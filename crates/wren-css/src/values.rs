//! Pre-parsed CSS property values.
//!
//! [CSS Values and Units Level 4](https://www.w3.org/TR/css-values-4/)
//!
//! A [`PropertyValue`] is the list of component values a declaration's value
//! parses into. No property grammar is applied: `0% 0%`, `currentColor` and
//! `"“" "”"` are all just component values until computed-value time.

use core::fmt;
use core::str::FromStr;

use serde::{Serialize, Serializer};

use crate::error::ValueParseError;
use crate::parser::css_parser::{serialize_list, trim_whitespace};
use crate::parser::{CSSParser, ComponentValue, MAX_NESTING_DEPTH};
use crate::tokenizer::CSSToken;

/// [§ 7.3 Explicit Defaulting](https://www.w3.org/TR/css-cascade-4/#initial)
///
/// "The `initial` CSS-wide keyword represents the value defined as the
/// property's initial value."
pub const INITIAL_KEYWORD: &str = "initial";

/// A declared, cascaded or initial value for one CSS property.
#[derive(Debug, Clone, PartialEq)]
pub struct PropertyValue {
    components: Vec<ComponentValue>,
}

impl PropertyValue {
    /// Parse a value literal such as `0% 0%` or `currentColor`.
    ///
    /// # Errors
    ///
    /// Returns an error if the literal is empty, contains a bad string or url,
    /// contains a token that cannot appear inside a declaration value, or
    /// nests deeper than [`MAX_NESTING_DEPTH`].
    pub fn parse(text: &str) -> Result<Self, ValueParseError> {
        Self::from_components(CSSParser::from_css(text).parse_component_values())
    }

    /// Wrap already-parsed component values (e.g. a [`Declaration`]'s value).
    ///
    /// Surrounding whitespace is trimmed.
    ///
    /// # Errors
    ///
    /// Same conditions as [`PropertyValue::parse`].
    ///
    /// [`Declaration`]: crate::parser::Declaration
    pub fn from_components(mut components: Vec<ComponentValue>) -> Result<Self, ValueParseError> {
        trim_whitespace(&mut components);
        if components.is_empty() {
            return Err(ValueParseError::Empty);
        }
        validate(&components)?;
        Ok(Self { components })
    }

    /// A value made of a single `<ident-token>`.
    #[must_use]
    pub fn keyword(keyword: &str) -> Self {
        Self {
            components: vec![ComponentValue::Token(CSSToken::ident(keyword))],
        }
    }

    /// The component values, without surrounding whitespace.
    #[must_use]
    pub fn components(&self) -> &[ComponentValue] {
        &self.components
    }

    /// The keyword, if this value is exactly one `<ident-token>`.
    ///
    /// The keyword is returned as written; callers decide on case sensitivity.
    #[must_use]
    pub fn as_single_keyword(&self) -> Option<&str> {
        match self.components.as_slice() {
            [ComponentValue::Token(CSSToken::Ident(keyword))] => Some(keyword),
            _ => None,
        }
    }

    /// [§ 7.3.1 Resetting a Property: the initial keyword](https://www.w3.org/TR/css-cascade-4/#initial)
    ///
    /// Whether this value is the single keyword `initial` (case-sensitive).
    #[must_use]
    pub fn is_initial_keyword(&self) -> bool {
        self.as_single_keyword() == Some(INITIAL_KEYWORD)
    }

    /// Serialize back to CSS text.
    #[must_use]
    pub fn to_css(&self) -> String {
        let mut dest = String::new();
        serialize_list(&self.components, &mut dest);
        dest
    }
}

/// Reject tokens that cannot survive inside a declaration value.
fn validate(components: &[ComponentValue]) -> Result<(), ValueParseError> {
    for component in components {
        match component {
            ComponentValue::Token(token) if token.is_bad() => {
                return Err(ValueParseError::BadToken {
                    token: token.to_string(),
                });
            }
            ComponentValue::Token(
                token @ (CSSToken::Semicolon
                | CSSToken::RightParen
                | CSSToken::RightBracket
                | CSSToken::RightBrace),
            ) => {
                return Err(ValueParseError::UnexpectedToken {
                    token: token.to_string(),
                });
            }
            ComponentValue::Block { token: '{', .. } => {
                return Err(ValueParseError::UnexpectedToken {
                    token: CSSToken::LeftBrace.to_string(),
                });
            }
            ComponentValue::Function { value, .. } | ComponentValue::Block { value, .. } => {
                validate(value)?;
            }
            ComponentValue::TooDeep => {
                return Err(ValueParseError::TooDeeplyNested {
                    limit: MAX_NESTING_DEPTH,
                });
            }
            ComponentValue::Token(_) => {}
        }
    }
    Ok(())
}

impl FromStr for PropertyValue {
    type Err = ValueParseError;

    fn from_str(s: &str) -> Result<Self, Self::Err> {
        Self::parse(s)
    }
}

impl fmt::Display for PropertyValue {
    fn fmt(&self, f: &mut fmt::Formatter<'_>) -> fmt::Result {
        f.write_str(&self.to_css())
    }
}

impl Serialize for PropertyValue {
    fn serialize<S: Serializer>(&self, serializer: S) -> Result<S::Ok, S::Error> {
        serializer.collect_str(self)
    }
}
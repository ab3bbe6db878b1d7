//! Typed views of the keywords the resolver reasons about.

use strum_macros::{Display, EnumString};

use crate::values::PropertyValue;

/// [§ 9.10 Text direction: the 'direction' property](https://www.w3.org/TR/CSS21/visuren.html#direction)
///
/// "Value: ltr | rtl | inherit"
/// "Initial: ltr"
#[derive(Debug, Clone, Copy, PartialEq, Eq, Default, Display, EnumString)]
#[strum(serialize_all = "lowercase", ascii_case_insensitive)]
pub enum Direction {
    /// "Left-to-right direction."
    #[default]
    Ltr,
    /// "Right-to-left direction."
    Rtl,
}

impl Direction {
    /// Read a direction from a single-keyword value (ASCII case-insensitive).
    #[must_use]
    pub fn from_value(value: &PropertyValue) -> Option<Self> {
        value.as_single_keyword()?.parse().ok()
    }

    /// [§ 16.2 Alignment: the 'text-align' property](https://www.w3.org/TR/CSS21/text.html#alignment-prop)
    ///
    /// "Initial: a nameless value that acts as 'left' if 'direction' is 'ltr',
    /// 'right' if 'direction' is 'rtl'"
    #[must_use]
    pub const fn initial_text_align(self) -> TextAlign {
        match self {
            Self::Ltr => TextAlign::Left,
            Self::Rtl => TextAlign::Right,
        }
    }
}

/// [§ 16.2 Alignment: the 'text-align' property](https://www.w3.org/TR/CSS21/text.html#alignment-prop)
///
/// "Value: left | right | center | justify | inherit"
#[derive(Debug, Clone, Copy, PartialEq, Eq, Display, EnumString)]
#[strum(serialize_all = "lowercase", ascii_case_insensitive)]
pub enum TextAlign {
    /// `left`
    Left,
    /// `right`
    Right,
    /// `center`
    Center,
    /// `justify`
    Justify,
}

impl TextAlign {
    /// Read an alignment from a single-keyword value (ASCII case-insensitive).
    #[must_use]
    pub fn from_value(value: &PropertyValue) -> Option<Self> {
        value.as_single_keyword()?.parse().ok()
    }

    /// The keyword value for this alignment.
    #[must_use]
    pub fn to_value(self) -> PropertyValue {
        PropertyValue::keyword(&self.to_string())
    }
}

#[cfg(test)]
mod tests {
    use super::*;

    #[test]
    fn test_direction_keywords() {
        assert_eq!(Direction::from_value(&PropertyValue::keyword("rtl")), Some(Direction::Rtl));
        assert_eq!(Direction::from_value(&PropertyValue::keyword("ltr")), Some(Direction::Ltr));
        assert_eq!(Direction::from_value(&PropertyValue::keyword("RTL")), Some(Direction::Rtl));
        assert_eq!(Direction::from_value(&PropertyValue::keyword("rtl-ish")), None);
        assert_eq!(Direction::from_value(&PropertyValue::parse("rtl ltr").unwrap()), None);
    }

    #[test]
    fn test_text_align_round_trips_through_keyword() {
        assert_eq!(TextAlign::Right.to_value(), PropertyValue::keyword("right"));
        assert_eq!(
            TextAlign::from_value(&PropertyValue::keyword("justify")),
            Some(TextAlign::Justify)
        );
    }

    #[test]
    fn test_initial_text_align_follows_direction() {
        assert_eq!(Direction::default().initial_text_align(), TextAlign::Left);
        assert_eq!(Direction::Rtl.initial_text_align(), TextAlign::Right);
    }
}
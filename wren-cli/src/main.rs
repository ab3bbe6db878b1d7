//! Wren CLI - resolve CSS initial values from the command line
//!
//! Reads a declaration block (as found in a `style` attribute), fills in the
//! initial value of every property it leaves unset or sets to `initial`, and
//! prints the resulting style.

use std::collections::HashSet;
use std::fs;
use std::io::{self, Read};
use std::path::PathBuf;

use anyhow::Context;
use clap::Parser;
use owo_colors::OwoColorize;
use wren_common::warning::set_quiet;
use wren_css::{Resolver, StyleMap, TEXT_ALIGN};

/// Wren - initial-value resolution for CSS 2.1 properties
#[derive(Parser, Debug)]
#[command(name = "wren")]
#[command(author, version, about, long_about = None)]
#[command(after_help = r#"EXAMPLES:
    # Resolve an inline declaration block
    wren --style 'direction: rtl; color: initial'

    # Resolve declarations read from a file
    wren ./element.css

    # Show only what was filled in, as JSON
    wren --style 'display: block' --only-defaulted --json

    # Print the initial-value table
    wren --table
"#)]
struct Cli {
    /// File holding a declaration block (reads stdin when omitted)
    #[arg(value_name = "FILE", conflicts_with = "style")]
    path: Option<PathBuf>,

    /// Declaration block given inline, e.g. 'direction: rtl'
    #[arg(short, long, value_name = "DECLS")]
    style: Option<String>,

    /// Print the resolved style as JSON
    #[arg(long)]
    json: bool,

    /// Print the initial-value table and exit
    #[arg(long)]
    table: bool,

    /// Print only the properties that received their initial value
    #[arg(long)]
    only_defaulted: bool,

    /// Do not print warnings about dropped declarations
    #[arg(short, long)]
    quiet: bool,
}

fn main() -> anyhow::Result<()> {
    let cli = Cli::parse();
    set_quiet(cli.quiet);

    let resolver = Resolver::new().context("failed to build the initial-value table")?;

    if cli.table {
        return print_table(&resolver, cli.json);
    }

    let declarations = read_declarations(&cli)?;
    let (mut style, _dropped) = StyleMap::parse_declarations(&declarations);

    let defaulted: HashSet<&str> = resolver.defaulted_properties(&style).into_iter().collect();
    resolver.apply_initial_values(&mut style);

    if cli.only_defaulted {
        style.retain(|name, _| defaulted.contains(name));
    }

    if cli.json {
        println!("{}", serde_json::to_string_pretty(&style)?);
    } else {
        for (name, value) in style.iter() {
            let line = format!("{name}: {value};");
            if defaulted.contains(name) {
                println!("{}", line.dimmed());
            } else {
                println!("{line}");
            }
        }
    }

    Ok(())
}

/// Read the declaration block from `--style`, the file argument, or stdin.
fn read_declarations(cli: &Cli) -> anyhow::Result<String> {
    if let Some(ref style) = cli.style {
        Ok(style.clone())
    } else if let Some(ref path) = cli.path {
        fs::read_to_string(path).with_context(|| format!("failed to read '{}'", path.display()))
    } else {
        let mut declarations = String::new();
        let _ = io::stdin()
            .read_to_string(&mut declarations)
            .context("failed to read declarations from stdin")?;
        Ok(declarations)
    }
}

/// Print every initial value in table order, then `text-align`.
fn print_table(resolver: &Resolver, json: bool) -> anyhow::Result<()> {
    let initial_values = resolver.initial_values();

    if json {
        println!("{}", serde_json::to_string_pretty(initial_values)?);
        return Ok(());
    }

    for (name, value) in initial_values.iter() {
        println!("{}: {value};", name.bold());
    }
    println!(
        "{}: {}",
        TEXT_ALIGN.bold(),
        "left if direction is ltr, right if rtl".dimmed()
    );
    Ok(())
}
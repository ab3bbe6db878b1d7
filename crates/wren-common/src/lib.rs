//! Common utilities for the Wren style engine.
//!
//! This crate provides shared infrastructure used by the style crates and the CLI:
//! - **Warning System** - deduplicated, colored terminal output for dropped
//!   declarations and values the resolver has to work around

pub mod warning;
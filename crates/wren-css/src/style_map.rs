//! One element's style in progress: property name to value.
//!
//! The map is created by the cascade, handed to the resolver to backfill
//! initial values, and then consumed by layout. It iterates in name order so
//! that dumps are stable.

use std::collections::BTreeMap;

use serde::Serialize;
use wren_common::warning::warn_once;

use crate::error::ValueParseError;
use crate::parser::CSSParser;
use crate::values::PropertyValue;

/// A declaration that [`StyleMap::parse_declarations`] had to drop.
#[derive(Debug, Clone, PartialEq, Eq)]
pub struct DroppedDeclaration {
    /// The property name (lower-cased).
    pub name: String,
    /// Why the value was rejected.
    pub error: ValueParseError,
}

/// Property name to value, for a single element.
#[derive(Debug, Clone, Default, PartialEq, Serialize)]
#[serde(transparent)]
pub struct StyleMap {
    values: BTreeMap<String, PropertyValue>,
}

impl StyleMap {
    /// Create an empty style map.
    #[must_use]
    pub fn new() -> Self {
        Self::default()
    }

    /// [§ 5.3.8 Parse a list of declarations](https://www.w3.org/TR/css-syntax-3/#parse-list-of-declarations)
    ///
    /// Build a style map from a declaration block such as
    /// `direction: rtl; color: initial`, the way a `style` attribute is read.
    ///
    /// Property names are ASCII lower-cased (custom properties excepted), later
    /// declarations win, and `!important` is ignored. Declarations whose value
    /// does not parse are dropped, reported through the warning channel, and
    /// returned alongside the map.
    #[must_use]
    pub fn parse_declarations(text: &str) -> (Self, Vec<DroppedDeclaration>) {
        let mut style = Self::new();
        let mut dropped = Vec::new();

        for declaration in CSSParser::from_css(text).parse_declaration_list() {
            let name = if declaration.name.starts_with("--") {
                declaration.name
            } else {
                declaration.name.to_ascii_lowercase()
            };

            match PropertyValue::from_components(declaration.value) {
                Ok(value) => {
                    let _ = style.insert(name, value);
                }
                Err(error) => {
                    warn_once("CSS", &format!("dropped declaration '{name}': {error}"));
                    dropped.push(DroppedDeclaration { name, error });
                }
            }
        }

        (style, dropped)
    }

    /// The value of `name`, if set.
    #[must_use]
    pub fn get(&self, name: &str) -> Option<&PropertyValue> {
        self.values.get(name)
    }

    /// Whether `name` has a value (possibly the `initial` keyword).
    #[must_use]
    pub fn contains(&self, name: &str) -> bool {
        self.values.contains_key(name)
    }

    /// Set `name`, returning the previous value.
    pub fn insert(&mut self, name: impl Into<String>, value: PropertyValue) -> Option<PropertyValue> {
        self.values.insert(name.into(), value)
    }

    /// Unset `name`, returning its value.
    pub fn remove(&mut self, name: &str) -> Option<PropertyValue> {
        self.values.remove(name)
    }

    /// Keep only the properties for which `keep` returns true.
    pub fn retain(&mut self, mut keep: impl FnMut(&str, &PropertyValue) -> bool) {
        self.values.retain(|name, value| keep(name, value));
    }

    /// Number of properties set.
    #[must_use]
    pub fn len(&self) -> usize {
        self.values.len()
    }

    /// Whether no property is set.
    #[must_use]
    pub fn is_empty(&self) -> bool {
        self.values.is_empty()
    }

    /// All `(name, value)` pairs in name order.
    pub fn iter(&self) -> impl Iterator<Item = (&str, &PropertyValue)> {
        self.values.iter().map(|(name, value)| (name.as_str(), value))
    }
}

impl<N: Into<String>> FromIterator<(N, PropertyValue)> for StyleMap {
    fn from_iter<I: IntoIterator<Item = (N, PropertyValue)>>(iter: I) -> Self {
        Self {
            values: iter
                .into_iter()
                .map(|(name, value)| (name.into(), value))
                .collect(),
        }
    }
}
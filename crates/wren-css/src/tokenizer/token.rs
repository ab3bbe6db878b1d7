//! CSS Token types per [§ 4 Tokenization](https://www.w3.org/TR/css-syntax-3/#tokenization).
//!
//! Property values only ever need the tokens below. `<CDO-token>` and
//! `<CDC-token>` exist for stylesheet-level HTML comment hiding and are not
//! produced; `<EOF-token>` is the end of the token stream.

use core::fmt;

/// [§ 4.2 Definitions](https://www.w3.org/TR/css-syntax-3/#token-diagrams)
///
/// "A `<hash-token>` with the type flag set to 'id'... or 'unrestricted'."
#[derive(Debug, Clone, Copy, PartialEq, Eq)]
pub enum HashType {
    /// "id" - the hash token's value is a valid identifier
    Id,
    /// "unrestricted" - e.g. the `000` of `#000`
    Unrestricted,
}

/// [§ 4.2 Definitions](https://www.w3.org/TR/css-syntax-3/#token-diagrams)
///
/// A CSS token. Numeric tokens keep the integer value when the token's type
/// flag is "integer", so `0` and `0.0` serialize back the way they were written.
#[derive(Debug, Clone, PartialEq)]
pub enum CSSToken {
    /// "`<ident-token>`"
    Ident(String),
    /// "`<function-token>`" - the name, without the opening parenthesis
    Function(String),
    /// "`<at-keyword-token>`" - the name, without the `@`
    AtKeyword(String),
    /// "`<hash-token>`"
    Hash {
        /// The name after the `#`.
        value: String,
        /// "a type flag set to either 'id' or 'unrestricted'"
        hash_type: HashType,
    },
    /// "`<string-token>`" - the unquoted, unescaped contents
    String(String),
    /// "`<bad-string-token>`" - an unterminated string broken by a newline
    BadString,
    /// "`<url-token>`" - an unquoted `url(...)`
    Url(String),
    /// "`<bad-url-token>`"
    BadUrl,
    /// "`<delim-token>`"
    Delim(char),
    /// "`<number-token>`"
    Number {
        /// "a numeric value"
        value: f64,
        /// Set when the type flag is "integer".
        int_value: Option<i64>,
    },
    /// "`<percentage-token>`"
    Percentage {
        /// "a numeric value"
        value: f64,
        /// Set when the type flag is "integer".
        int_value: Option<i64>,
    },
    /// "`<dimension-token>`"
    Dimension {
        /// "a numeric value"
        value: f64,
        /// Set when the type flag is "integer".
        int_value: Option<i64>,
        /// "a unit"
        unit: String,
    },
    /// "`<whitespace-token>`"
    Whitespace,
    /// "`<colon-token>`"
    Colon,
    /// "`<semicolon-token>`"
    Semicolon,
    /// "`<comma-token>`"
    Comma,
    /// `<[-token>`
    LeftBracket,
    /// `<]-token>`
    RightBracket,
    /// `<(-token>`
    LeftParen,
    /// `<)-token>`
    RightParen,
    /// `<{-token>`
    LeftBrace,
    /// `<}-token>`
    RightBrace,
}

impl CSSToken {
    /// Create a new ident token.
    #[must_use]
    pub fn ident(value: impl Into<String>) -> Self {
        Self::Ident(value.into())
    }

    /// Create a new string token.
    #[must_use]
    pub fn string(value: impl Into<String>) -> Self {
        Self::String(value.into())
    }

    /// Create a new integer number token.
    #[must_use]
    #[allow(clippy::cast_precision_loss)]
    pub const fn integer(value: i64) -> Self {
        Self::Number {
            value: value as f64,
            int_value: Some(value),
        }
    }

    /// Returns true if this is a whitespace token.
    #[must_use]
    pub const fn is_whitespace(&self) -> bool {
        matches!(self, Self::Whitespace)
    }

    /// Returns true for the tokens that mark a parse error.
    #[must_use]
    pub const fn is_bad(&self) -> bool {
        matches!(self, Self::BadString | Self::BadUrl)
    }

    /// [§ 9 Serialization](https://www.w3.org/TR/css-syntax-3/#serialization)
    ///
    /// Append the CSS text of this token to `dest`. Names are re-escaped, so
    /// the text tokenizes back to an equal token.
    pub fn to_css(&self, dest: &mut String) {
        match self {
            Self::Ident(name) => serialize_name(name, true, dest),
            Self::Function(name) => {
                serialize_name(name, true, dest);
                dest.push('(');
            }
            Self::AtKeyword(name) => {
                dest.push('@');
                serialize_name(name, true, dest);
            }
            Self::Hash { value, .. } => {
                dest.push('#');
                serialize_name(value, false, dest);
            }
            Self::String(value) => serialize_string(value, dest),
            Self::Url(value) => {
                dest.push_str("url(");
                dest.push_str(value);
                dest.push(')');
            }
            Self::BadString | Self::BadUrl => {}
            Self::Delim(c) => dest.push(*c),
            Self::Number { value, int_value } => serialize_number(*value, *int_value, dest),
            Self::Percentage { value, int_value } => {
                serialize_number(*value, *int_value, dest);
                dest.push('%');
            }
            Self::Dimension {
                value,
                int_value,
                unit,
            } => {
                serialize_number(*value, *int_value, dest);
                serialize_name(unit, true, dest);
            }
            Self::Whitespace => dest.push(' '),
            Self::Colon => dest.push(':'),
            Self::Semicolon => dest.push(';'),
            Self::Comma => dest.push(','),
            Self::LeftBracket => dest.push('['),
            Self::RightBracket => dest.push(']'),
            Self::LeftParen => dest.push('('),
            Self::RightParen => dest.push(')'),
            Self::LeftBrace => dest.push('{'),
            Self::RightBrace => dest.push('}'),
        }
    }
}

/// [§ 2.1 Common serializing idioms](https://drafts.csswg.org/cssom/#serialize-a-string)
///
/// "To serialize a string means to create a string represented by '"',
/// followed by the result of applying the rules below to each character of
/// the given string, followed by '"'."
fn serialize_string(value: &str, dest: &mut String) {
    dest.push('"');
    for c in value.chars() {
        match c {
            '"' | '\\' => {
                dest.push('\\');
                dest.push(c);
            }
            // "the character escaped as code point"
            '\n' => dest.push_str("\\a "),
            _ => dest.push(c),
        }
    }
    dest.push('"');
}

/// [§ 2.1 Common serializing idioms](https://drafts.csswg.org/cssom/#serialize-an-identifier)
///
/// "To serialize an identifier means to create a string represented by the
/// concatenation of, for each character of the identifier: ..."
///
/// With `as_identifier` unset only the per-character rules apply, which is
/// what the name after `#` needs (`#000` stays `#000`).
fn serialize_name(name: &str, as_identifier: bool, dest: &mut String) {
    // "If the character is the first character and is a '-' (U+002D), and
    // there is no second character, then the escaped character."
    if as_identifier && name == "-" {
        dest.push_str("\\-");
        return;
    }

    let starts_with_hyphen = name.starts_with('-');
    for (i, c) in name.chars().enumerate() {
        // "If the character is the first character and is in the range [0-9]"
        // or "is the second character ... and the first character is a '-'"
        let leading_digit =
            as_identifier && c.is_ascii_digit() && (i == 0 || (i == 1 && starts_with_hyphen));

        match c {
            '\0' => dest.push(char::REPLACEMENT_CHARACTER),
            '\x01'..='\x1F' | '\x7F' => escape_code_point(c, dest),
            _ if leading_digit => escape_code_point(c, dest),
            _ if c == '-' || c == '_' || c.is_ascii_alphanumeric() || !c.is_ascii() => dest.push(c),
            _ => {
                dest.push('\\');
                dest.push(c);
            }
        }
    }
}

/// "the character escaped as code point": `\`, the hex digits, a space.
fn escape_code_point(c: char, dest: &mut String) {
    dest.push('\\');
    dest.push_str(&format!("{:x}", u32::from(c)));
    dest.push(' ');
}

fn serialize_number(value: f64, int_value: Option<i64>, dest: &mut String) {
    match int_value {
        Some(int) => dest.push_str(&int.to_string()),
        None if value.is_nan() => dest.push('0'),
        None => dest.push_str(&value.clamp(f64::MIN, f64::MAX).to_string()),
    }
}

impl fmt::Display for CSSToken {
    fn fmt(&self, f: &mut fmt::Formatter<'_>) -> fmt::Result {
        match self {
            Self::Ident(v) => write!(f, "<ident:{v}>"),
            Self::Function(v) => write!(f, "<function:{v}(>"),
            Self::AtKeyword(v) => write!(f, "<at-keyword:@{v}>"),
            Self::Hash { value, .. } => write!(f, "<hash:#{value}>"),
            Self::String(v) => write!(f, "<string:\"{v}\">"),
            Self::BadString => write!(f, "<bad-string>"),
            Self::Url(v) => write!(f, "<url:{v}>"),
            Self::BadUrl => write!(f, "<bad-url>"),
            Self::Delim(c) => write!(f, "<delim:{c}>"),
            Self::Number { value, .. } => write!(f, "<number:{value}>"),
            Self::Percentage { value, .. } => write!(f, "<percentage:{value}%>"),
            Self::Dimension { value, unit, .. } => write!(f, "<dimension:{value}{unit}>"),
            Self::Whitespace => write!(f, "<whitespace>"),
            Self::Colon => write!(f, "<colon>"),
            Self::Semicolon => write!(f, "<semicolon>"),
            Self::Comma => write!(f, "<comma>"),
            Self::LeftBracket => write!(f, "<[>"),
            Self::RightBracket => write!(f, "<]>"),
            Self::LeftParen => write!(f, "<(>"),
            Self::RightParen => write!(f, "<)>"),
            Self::LeftBrace => write!(f, "<{{>"),
            Self::RightBrace => write!(f, "<}}>"),
        }
    }
}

—————

- **YOUR GOAL**: Tally the lines above that include the word "about"; answer with the total only.

- **EXPECTED OUTPUT**: 3